TASK REQUIREMENTS:
Take the material below and reproduce, word for word, only the lines from the line with "repository 413f5ef7804661ad" through the line with "external change detection".

DATA FOR PROCESSING:
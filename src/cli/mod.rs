//! Terminal front end helpers for the `policyedit` binary

mod console;
mod renderer;

pub use console::Console;
pub use renderer::{categories_json, identifiers_json, scope_json, PolicyRenderer};
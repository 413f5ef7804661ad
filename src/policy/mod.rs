//! Policy file model
//!
//! - `PolicyIdentifier`: key of one grant scope, with `AllCode` for clauses
//!   that apply to everything
//! - `PolicyEntry`: snapshot of one scope's entitlements
//! - `PolicyFileModel`: every scope of one policy file, with load, save and
//!   external change detection
//! - `Clipboard`: single-slot store used by copy and paste

mod clipboard;
mod entry;
mod fingerprint;
mod identifier;
mod model;

pub use clipboard::Clipboard;
pub use entry::{PolicyEntry, PolicyEntryBuilder};
pub use fingerprint::FileFingerprint;
pub use identifier::{PolicyIdentifier, Scope};
pub use model::{default_permission_map, PermissionMap, PolicyFileModel};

THE ANSWER:
repository 413f5ef7804661ad
filename src/policy/mod.rs
//! Policy file model
//!
//! - `PolicyIdentifier`: key of one grant scope, with `AllCode` for clauses
//!   that apply to everything
//! - `PolicyEntry`: snapshot of one scope's entitlements
//! - `PolicyFileModel`: every scope of one policy file, with load, save and
//!   external change detection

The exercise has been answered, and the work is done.